=== Begin Enclosure ===
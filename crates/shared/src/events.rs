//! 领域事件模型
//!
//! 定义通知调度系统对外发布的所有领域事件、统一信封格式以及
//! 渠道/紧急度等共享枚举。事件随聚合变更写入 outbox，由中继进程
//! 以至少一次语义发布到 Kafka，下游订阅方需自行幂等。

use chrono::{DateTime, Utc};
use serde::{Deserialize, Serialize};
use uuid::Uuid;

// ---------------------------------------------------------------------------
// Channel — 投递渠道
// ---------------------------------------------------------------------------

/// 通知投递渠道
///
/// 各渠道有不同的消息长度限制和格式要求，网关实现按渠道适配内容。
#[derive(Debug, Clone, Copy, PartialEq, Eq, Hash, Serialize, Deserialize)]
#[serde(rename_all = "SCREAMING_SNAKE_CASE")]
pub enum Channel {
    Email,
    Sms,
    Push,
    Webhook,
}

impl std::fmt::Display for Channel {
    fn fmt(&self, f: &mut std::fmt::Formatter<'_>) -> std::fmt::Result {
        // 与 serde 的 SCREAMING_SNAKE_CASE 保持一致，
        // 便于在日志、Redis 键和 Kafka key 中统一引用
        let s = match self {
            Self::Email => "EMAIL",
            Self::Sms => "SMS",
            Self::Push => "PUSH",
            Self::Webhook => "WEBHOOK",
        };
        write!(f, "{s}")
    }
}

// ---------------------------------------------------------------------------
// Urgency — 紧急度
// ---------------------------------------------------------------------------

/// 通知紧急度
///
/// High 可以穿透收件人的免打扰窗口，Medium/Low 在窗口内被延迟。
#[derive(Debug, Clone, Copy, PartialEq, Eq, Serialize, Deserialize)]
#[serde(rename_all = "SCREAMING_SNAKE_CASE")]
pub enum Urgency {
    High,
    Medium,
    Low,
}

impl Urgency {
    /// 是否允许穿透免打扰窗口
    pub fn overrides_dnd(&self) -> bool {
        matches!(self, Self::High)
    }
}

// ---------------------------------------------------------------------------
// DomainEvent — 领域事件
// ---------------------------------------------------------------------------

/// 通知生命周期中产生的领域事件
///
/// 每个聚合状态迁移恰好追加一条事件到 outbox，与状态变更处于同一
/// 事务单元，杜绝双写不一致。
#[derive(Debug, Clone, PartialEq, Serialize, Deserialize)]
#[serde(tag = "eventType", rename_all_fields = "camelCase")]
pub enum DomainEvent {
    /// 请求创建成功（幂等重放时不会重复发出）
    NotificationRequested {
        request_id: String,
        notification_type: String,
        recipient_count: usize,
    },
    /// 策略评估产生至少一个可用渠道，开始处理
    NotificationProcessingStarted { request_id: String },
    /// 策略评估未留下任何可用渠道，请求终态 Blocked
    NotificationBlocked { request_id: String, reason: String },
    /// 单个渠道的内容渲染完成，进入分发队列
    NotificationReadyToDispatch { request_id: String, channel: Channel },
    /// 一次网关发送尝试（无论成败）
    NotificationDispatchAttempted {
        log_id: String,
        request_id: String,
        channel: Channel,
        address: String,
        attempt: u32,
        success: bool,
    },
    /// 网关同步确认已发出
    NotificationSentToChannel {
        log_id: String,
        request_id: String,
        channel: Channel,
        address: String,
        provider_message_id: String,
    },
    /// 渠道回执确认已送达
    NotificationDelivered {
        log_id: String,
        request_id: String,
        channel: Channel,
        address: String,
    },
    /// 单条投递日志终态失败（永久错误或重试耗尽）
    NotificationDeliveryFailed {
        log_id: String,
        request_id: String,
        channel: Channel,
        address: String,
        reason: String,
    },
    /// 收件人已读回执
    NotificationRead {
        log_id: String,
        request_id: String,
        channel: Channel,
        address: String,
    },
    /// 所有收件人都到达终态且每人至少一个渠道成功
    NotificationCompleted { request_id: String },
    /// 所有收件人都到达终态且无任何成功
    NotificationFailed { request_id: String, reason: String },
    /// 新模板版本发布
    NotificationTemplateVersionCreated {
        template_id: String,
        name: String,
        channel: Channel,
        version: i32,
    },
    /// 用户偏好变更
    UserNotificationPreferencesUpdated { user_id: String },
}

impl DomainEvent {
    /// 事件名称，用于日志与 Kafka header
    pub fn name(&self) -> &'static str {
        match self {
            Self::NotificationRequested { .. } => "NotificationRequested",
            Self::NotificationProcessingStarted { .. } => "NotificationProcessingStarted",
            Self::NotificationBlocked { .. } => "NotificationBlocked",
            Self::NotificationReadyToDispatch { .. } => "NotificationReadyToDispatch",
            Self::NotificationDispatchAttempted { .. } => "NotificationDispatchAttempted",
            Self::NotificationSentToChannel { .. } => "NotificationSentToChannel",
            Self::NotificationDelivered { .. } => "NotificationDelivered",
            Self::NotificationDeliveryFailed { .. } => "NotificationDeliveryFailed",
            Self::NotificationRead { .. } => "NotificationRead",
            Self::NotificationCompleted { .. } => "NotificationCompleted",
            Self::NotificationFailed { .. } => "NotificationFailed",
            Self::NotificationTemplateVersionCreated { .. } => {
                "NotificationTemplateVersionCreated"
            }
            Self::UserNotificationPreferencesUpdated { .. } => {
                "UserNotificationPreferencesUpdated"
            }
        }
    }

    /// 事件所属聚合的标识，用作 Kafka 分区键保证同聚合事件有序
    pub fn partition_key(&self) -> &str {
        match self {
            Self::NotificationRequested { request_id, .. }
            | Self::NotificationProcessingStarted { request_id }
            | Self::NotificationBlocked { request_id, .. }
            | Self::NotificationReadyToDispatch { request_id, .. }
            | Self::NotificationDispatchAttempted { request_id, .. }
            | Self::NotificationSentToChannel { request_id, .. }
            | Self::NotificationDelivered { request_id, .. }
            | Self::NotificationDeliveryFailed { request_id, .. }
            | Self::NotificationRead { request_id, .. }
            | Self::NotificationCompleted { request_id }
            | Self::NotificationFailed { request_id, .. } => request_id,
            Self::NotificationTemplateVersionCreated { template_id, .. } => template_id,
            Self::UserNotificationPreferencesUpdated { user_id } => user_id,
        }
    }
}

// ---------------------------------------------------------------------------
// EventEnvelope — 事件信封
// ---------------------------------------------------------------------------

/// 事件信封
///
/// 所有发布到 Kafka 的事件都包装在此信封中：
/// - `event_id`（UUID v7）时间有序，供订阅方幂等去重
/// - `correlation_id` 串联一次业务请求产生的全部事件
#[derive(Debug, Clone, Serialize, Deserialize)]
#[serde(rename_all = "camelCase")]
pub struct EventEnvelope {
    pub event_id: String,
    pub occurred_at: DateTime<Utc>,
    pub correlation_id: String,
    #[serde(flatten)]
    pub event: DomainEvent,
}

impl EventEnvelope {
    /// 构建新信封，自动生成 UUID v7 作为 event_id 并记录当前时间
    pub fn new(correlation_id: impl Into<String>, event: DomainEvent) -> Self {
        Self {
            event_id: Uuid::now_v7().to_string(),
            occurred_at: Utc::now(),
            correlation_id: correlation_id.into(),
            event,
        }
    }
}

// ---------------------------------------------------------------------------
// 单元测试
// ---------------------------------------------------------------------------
=== End Enclosure ===
=== Begin Enclosure ===
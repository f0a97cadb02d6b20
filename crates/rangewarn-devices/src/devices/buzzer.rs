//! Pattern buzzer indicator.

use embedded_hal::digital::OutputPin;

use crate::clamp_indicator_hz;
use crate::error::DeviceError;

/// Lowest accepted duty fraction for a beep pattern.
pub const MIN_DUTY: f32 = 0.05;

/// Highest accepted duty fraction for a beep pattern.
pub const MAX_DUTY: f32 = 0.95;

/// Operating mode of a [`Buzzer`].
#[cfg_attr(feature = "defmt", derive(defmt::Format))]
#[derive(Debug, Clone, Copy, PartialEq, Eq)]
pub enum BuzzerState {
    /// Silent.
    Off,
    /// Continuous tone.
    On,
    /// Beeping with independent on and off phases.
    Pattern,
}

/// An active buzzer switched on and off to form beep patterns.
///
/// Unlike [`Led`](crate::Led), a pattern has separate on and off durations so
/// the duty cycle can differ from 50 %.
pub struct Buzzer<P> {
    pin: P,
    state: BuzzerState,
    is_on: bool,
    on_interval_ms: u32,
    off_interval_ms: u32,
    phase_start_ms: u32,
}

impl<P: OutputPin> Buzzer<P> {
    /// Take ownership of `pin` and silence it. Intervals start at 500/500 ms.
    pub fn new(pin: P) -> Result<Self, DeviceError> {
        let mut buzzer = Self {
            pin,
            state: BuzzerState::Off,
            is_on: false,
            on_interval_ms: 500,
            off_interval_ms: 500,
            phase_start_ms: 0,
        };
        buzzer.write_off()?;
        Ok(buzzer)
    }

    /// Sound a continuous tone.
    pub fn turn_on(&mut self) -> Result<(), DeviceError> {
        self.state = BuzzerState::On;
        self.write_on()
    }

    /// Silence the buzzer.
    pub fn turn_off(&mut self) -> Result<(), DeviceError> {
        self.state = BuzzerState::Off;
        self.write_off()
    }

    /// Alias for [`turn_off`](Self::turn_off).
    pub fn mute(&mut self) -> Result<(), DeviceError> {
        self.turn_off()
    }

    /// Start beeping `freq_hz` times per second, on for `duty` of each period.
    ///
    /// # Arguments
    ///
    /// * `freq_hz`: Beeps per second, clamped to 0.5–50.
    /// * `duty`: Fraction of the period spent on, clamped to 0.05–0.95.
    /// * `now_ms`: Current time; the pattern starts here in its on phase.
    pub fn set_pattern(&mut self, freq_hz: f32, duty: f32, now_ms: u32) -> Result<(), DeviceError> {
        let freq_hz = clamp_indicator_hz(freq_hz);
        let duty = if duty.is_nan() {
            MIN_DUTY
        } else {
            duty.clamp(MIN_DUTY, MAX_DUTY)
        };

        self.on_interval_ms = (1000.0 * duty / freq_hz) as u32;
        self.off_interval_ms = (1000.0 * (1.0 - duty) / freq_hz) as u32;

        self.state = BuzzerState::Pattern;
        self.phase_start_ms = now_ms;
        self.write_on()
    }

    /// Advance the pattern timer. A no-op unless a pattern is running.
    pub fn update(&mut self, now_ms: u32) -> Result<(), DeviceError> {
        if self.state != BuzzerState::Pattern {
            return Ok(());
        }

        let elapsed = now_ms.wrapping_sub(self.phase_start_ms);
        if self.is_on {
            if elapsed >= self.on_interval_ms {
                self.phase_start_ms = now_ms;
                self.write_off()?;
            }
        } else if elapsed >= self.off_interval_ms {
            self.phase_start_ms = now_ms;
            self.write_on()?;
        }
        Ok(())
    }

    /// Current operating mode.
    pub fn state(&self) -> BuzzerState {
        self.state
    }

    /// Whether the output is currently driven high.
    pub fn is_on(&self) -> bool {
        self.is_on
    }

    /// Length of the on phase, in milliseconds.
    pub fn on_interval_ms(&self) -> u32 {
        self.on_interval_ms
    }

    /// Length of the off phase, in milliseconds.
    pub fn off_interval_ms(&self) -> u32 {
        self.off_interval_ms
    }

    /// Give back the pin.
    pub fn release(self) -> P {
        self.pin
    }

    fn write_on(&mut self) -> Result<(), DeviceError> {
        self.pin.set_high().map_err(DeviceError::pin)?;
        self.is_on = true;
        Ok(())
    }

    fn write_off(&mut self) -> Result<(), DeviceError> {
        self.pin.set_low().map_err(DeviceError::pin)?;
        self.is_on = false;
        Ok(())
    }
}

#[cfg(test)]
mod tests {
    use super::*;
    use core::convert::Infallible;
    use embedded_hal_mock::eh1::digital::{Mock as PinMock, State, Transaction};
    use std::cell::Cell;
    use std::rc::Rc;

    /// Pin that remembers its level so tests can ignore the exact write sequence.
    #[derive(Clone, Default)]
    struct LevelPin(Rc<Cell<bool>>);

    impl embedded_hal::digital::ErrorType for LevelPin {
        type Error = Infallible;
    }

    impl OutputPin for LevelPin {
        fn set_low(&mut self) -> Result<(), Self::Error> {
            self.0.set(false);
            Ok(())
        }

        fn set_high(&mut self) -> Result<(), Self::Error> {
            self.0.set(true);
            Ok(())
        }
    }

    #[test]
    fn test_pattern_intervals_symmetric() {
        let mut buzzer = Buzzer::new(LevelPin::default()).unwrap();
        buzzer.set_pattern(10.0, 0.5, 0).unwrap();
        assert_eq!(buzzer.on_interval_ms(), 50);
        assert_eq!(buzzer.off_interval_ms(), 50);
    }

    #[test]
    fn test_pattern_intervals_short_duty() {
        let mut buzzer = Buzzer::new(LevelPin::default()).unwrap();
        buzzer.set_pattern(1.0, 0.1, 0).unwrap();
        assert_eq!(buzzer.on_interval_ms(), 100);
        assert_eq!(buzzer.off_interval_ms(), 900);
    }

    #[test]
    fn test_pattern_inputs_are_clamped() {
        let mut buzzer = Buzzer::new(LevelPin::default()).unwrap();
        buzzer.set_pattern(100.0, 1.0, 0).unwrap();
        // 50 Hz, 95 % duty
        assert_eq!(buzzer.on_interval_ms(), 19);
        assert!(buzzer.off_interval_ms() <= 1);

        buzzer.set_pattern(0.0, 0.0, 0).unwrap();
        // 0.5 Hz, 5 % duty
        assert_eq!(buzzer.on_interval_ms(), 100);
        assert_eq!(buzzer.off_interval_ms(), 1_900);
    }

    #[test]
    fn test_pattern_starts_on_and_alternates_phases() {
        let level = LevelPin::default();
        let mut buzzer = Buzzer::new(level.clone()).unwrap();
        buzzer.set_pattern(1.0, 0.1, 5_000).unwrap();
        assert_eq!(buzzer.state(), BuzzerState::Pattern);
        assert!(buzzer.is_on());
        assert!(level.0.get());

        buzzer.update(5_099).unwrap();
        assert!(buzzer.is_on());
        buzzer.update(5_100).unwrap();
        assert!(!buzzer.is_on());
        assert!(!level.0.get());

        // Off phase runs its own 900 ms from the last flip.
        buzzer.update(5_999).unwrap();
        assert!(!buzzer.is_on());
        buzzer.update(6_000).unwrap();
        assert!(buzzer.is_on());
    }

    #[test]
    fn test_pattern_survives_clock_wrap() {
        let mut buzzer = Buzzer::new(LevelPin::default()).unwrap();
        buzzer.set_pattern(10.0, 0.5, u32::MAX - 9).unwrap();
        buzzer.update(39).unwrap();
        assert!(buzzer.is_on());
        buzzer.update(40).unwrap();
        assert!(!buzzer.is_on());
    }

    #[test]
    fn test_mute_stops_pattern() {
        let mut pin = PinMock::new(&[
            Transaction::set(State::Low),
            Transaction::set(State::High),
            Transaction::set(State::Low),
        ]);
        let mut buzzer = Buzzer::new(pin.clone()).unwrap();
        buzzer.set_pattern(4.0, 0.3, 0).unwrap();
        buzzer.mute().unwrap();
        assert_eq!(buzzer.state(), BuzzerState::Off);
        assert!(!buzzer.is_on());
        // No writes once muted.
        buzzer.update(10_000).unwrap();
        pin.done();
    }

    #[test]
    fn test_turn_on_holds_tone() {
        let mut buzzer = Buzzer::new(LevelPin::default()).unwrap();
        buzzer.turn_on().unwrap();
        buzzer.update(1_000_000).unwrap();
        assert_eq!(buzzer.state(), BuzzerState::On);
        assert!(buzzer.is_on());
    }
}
=== End Enclosure ===
=== Begin Enclosure ===
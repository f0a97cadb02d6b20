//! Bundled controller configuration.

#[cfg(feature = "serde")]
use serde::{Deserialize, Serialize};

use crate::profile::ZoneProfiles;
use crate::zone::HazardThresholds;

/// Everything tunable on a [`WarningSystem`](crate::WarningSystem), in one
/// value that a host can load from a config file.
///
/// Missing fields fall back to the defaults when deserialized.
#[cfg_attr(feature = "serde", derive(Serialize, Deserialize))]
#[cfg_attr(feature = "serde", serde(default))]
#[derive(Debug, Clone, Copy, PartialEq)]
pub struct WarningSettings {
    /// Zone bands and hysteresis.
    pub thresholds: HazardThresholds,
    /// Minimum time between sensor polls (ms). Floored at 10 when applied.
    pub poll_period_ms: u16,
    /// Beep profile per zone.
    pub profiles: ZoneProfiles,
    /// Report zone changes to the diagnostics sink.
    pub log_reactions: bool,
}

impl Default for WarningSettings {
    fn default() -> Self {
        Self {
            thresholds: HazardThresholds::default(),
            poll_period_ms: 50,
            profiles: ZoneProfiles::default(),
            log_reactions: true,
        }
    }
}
=== End Enclosure ===
= Assignment =
Repeat, word for word, the lines above between the line holding "let duty = if" and the line holding "fn write_on(&mut self)", inclusive; omit everything else.

= Problem solution =
        let duty = if duty.is_nan() {
            MIN_DUTY
        } else {
            duty.clamp(MIN_DUTY, MAX_DUTY)
        };

        self.on_interval_ms = (1000.0 * duty / freq_hz) as u32;
        self.off_interval_ms = (1000.0 * (1.0 - duty) / freq_hz) as u32;

        self.state = BuzzerState::Pattern;
        self.phase_start_ms = now_ms;
        self.write_on()
    }

    /// Advance the pattern timer. A no-op unless a pattern is running.
    pub fn update(&mut self, now_ms: u32) -> Result<(), DeviceError> {
        if self.state != BuzzerState::Pattern {
            return Ok(());
        }

        let elapsed = now_ms.wrapping_sub(self.phase_start_ms);
        if self.is_on {
            if elapsed >= self.on_interval_ms {
                self.phase_start_ms = now_ms;
                self.write_off()?;
            }
        } else if elapsed >= self.off_interval_ms {
            self.phase_start_ms = now_ms;
            self.write_on()?;
        }
        Ok(())
    }

    /// Current operating mode.
    pub fn state(&self) -> BuzzerState {
        self.state
    }

    /// Whether the output is currently driven high.
    pub fn is_on(&self) -> bool {
        self.is_on
    }

    /// Length of the on phase, in milliseconds.
    pub fn on_interval_ms(&self) -> u32 {
        self.on_interval_ms
    }

    /// Length of the off phase, in milliseconds.
    pub fn off_interval_ms(&self) -> u32 {
        self.off_interval_ms
    }

    /// Give back the pin.
    pub fn release(self) -> P {
        self.pin
    }

    fn write_on(&mut self) -> Result<(), DeviceError> {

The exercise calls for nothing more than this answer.